** INFORMATION GIVEN **

----------

pub mod config;
pub mod core;
pub mod errors;
pub mod input;
pub mod output;
pub mod output_writer;
pub mod read_benchmark_uses;
pub mod read_boundaries;

use crate::config::PipelineConfig;
use crate::core::aggregation::{
    aggregate_to_small_areas, link_small_areas_to_local_authorities, SmallAreaDemand,
};
use crate::core::benchmark_matcher::{match_benchmarks, unknown_benchmark_uses, UseMapping};
use crate::core::benchmarks::{weather_adjust_benchmarks, WeatherAdjustedBenchmark};
use crate::core::demand::derive_demands;
use crate::core::floor_area::bound_floor_areas;
use crate::core::spatial_linker::{
    link_to_small_areas, unlinked, LinkedBuilding, LocalAuthorityBoundary, SmallAreaBoundary,
};
use crate::errors::{OutputError, PipelineError};
use crate::input::{RawBenchmark, RawBuilding};
use crate::output::Output;
use crate::output_writer::{
    write_benchmark_uses, write_bounded_areas, write_buildings, write_normalised_benchmarks,
    write_small_area_demands, write_unknown_benchmark_uses, BuildingColumns,
};
use anyhow::anyhow;
use bitflags::bitflags;
use tracing::{info, instrument};

bitflags! {
    /// Optional outputs of a run.
    #[derive(Clone, Copy, Debug, Default, PartialEq, Eq)]
    pub struct ProjectFlags: u32 {
        const UNKNOWN_USES = 0b1;
        const BOUNDED_AREAS = 0b10;
    }
}

/// Everything a run reads, already parsed.
#[derive(Clone, Debug, Default)]
pub struct ProjectInput {
    pub buildings: Vec<RawBuilding>,
    pub benchmarks: Vec<RawBenchmark>,
    pub benchmark_uses: UseMapping,
    pub small_areas: Option<Vec<SmallAreaBoundary>>,
    pub local_authorities: Option<Vec<LocalAuthorityBoundary>>,
}

#[derive(Debug)]
pub struct RunResults {
    pub benchmarks: Vec<WeatherAdjustedBenchmark>,
    pub unknown_benchmark_uses: Vec<String>,
    pub buildings: Vec<LinkedBuilding>,
    pub small_areas: Vec<SmallAreaDemand>,
}

/// Estimates the demand of every building and, when boundaries are given, links each to its small
/// area and totals demand per small area. Tables are written to `output` as each stage completes.
#[instrument(skip_all)]
pub fn run_project(
    input: ProjectInput,
    config: &PipelineConfig,
    columns: &BuildingColumns,
    output: impl Output,
    flags: &ProjectFlags,
) -> Result<RunResults, PipelineError> {
    let ProjectInput {
        buildings,
        benchmarks,
        benchmark_uses,
        small_areas,
        local_authorities,
    } = input;

    if local_authorities.is_some() && small_areas.is_none() {
        return Err(
            anyhow!("Local authority boundaries were given without small area boundaries").into(),
        );
    }

    info!(
        "Estimating demand of {} buildings with {} benchmarks and {} mapped uses",
        buildings.len(),
        benchmarks.len(),
        benchmark_uses.len()
    );

    let benchmarks = weather_adjust_benchmarks(&benchmarks, &config.climate);
    in_output(&output, || {
        write_normalised_benchmarks(&output, &benchmarks)?;
        write_benchmark_uses(&output, &benchmark_uses)
    })?;

    let matched = match_benchmarks(buildings, &benchmark_uses, &benchmarks);
    let unknown_uses = unknown_benchmark_uses(&matched);
    if flags.contains(ProjectFlags::UNKNOWN_USES) {
        in_output(&output, || write_unknown_benchmark_uses(&output, &unknown_uses))?;
    }

    let bounded = bound_floor_areas(matched, config);
    let demands = derive_demands(bounded, config.boiler_efficiency);
    if flags.contains(ProjectFlags::BOUNDED_AREAS) {
        in_output(&output, || write_bounded_areas(&output, &demands))?;
    }

    let (buildings, small_area_demands) = match small_areas {
        Some(small_areas) => {
            let small_areas = match local_authorities {
                Some(local_authorities) => link_small_areas_to_local_authorities(
                    small_areas,
                    &local_authorities,
                    config.edge_policy,
                ),
                None => small_areas,
            };

            let linked = link_to_small_areas(demands, &small_areas, config.edge_policy);
            let totals = aggregate_to_small_areas(&linked, &small_areas);
            in_output(&output, || write_small_area_demands(&output, &totals))?;
            (linked, totals)
        }
        None => (unlinked(demands), vec![]),
    };

    in_output(&output, || write_buildings(&output, &buildings, columns))?;
    info!("Run complete");

    Ok(RunResults {
        benchmarks,
        unknown_benchmark_uses: unknown_uses,
        buildings,
        small_areas: small_area_demands,
    })
}

fn in_output(
    output: &impl Output,
    write: impl FnOnce() -> anyhow::Result<()>,
) -> Result<(), PipelineError> {
    if output.is_noop() {
        return Ok(());
    }
    write().map_err(|err| PipelineError::ErrorInOutput(OutputError::new(err)))
}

----------

** WORK ITEM **
Across the entries above, find each line with the word "UseMapping" and please copy it out.

** OUTPUT OF THE EXERCISE **
use crate::core::benchmark_matcher::{match_benchmarks, unknown_benchmark_uses, UseMapping};
    pub benchmark_uses: UseMapping,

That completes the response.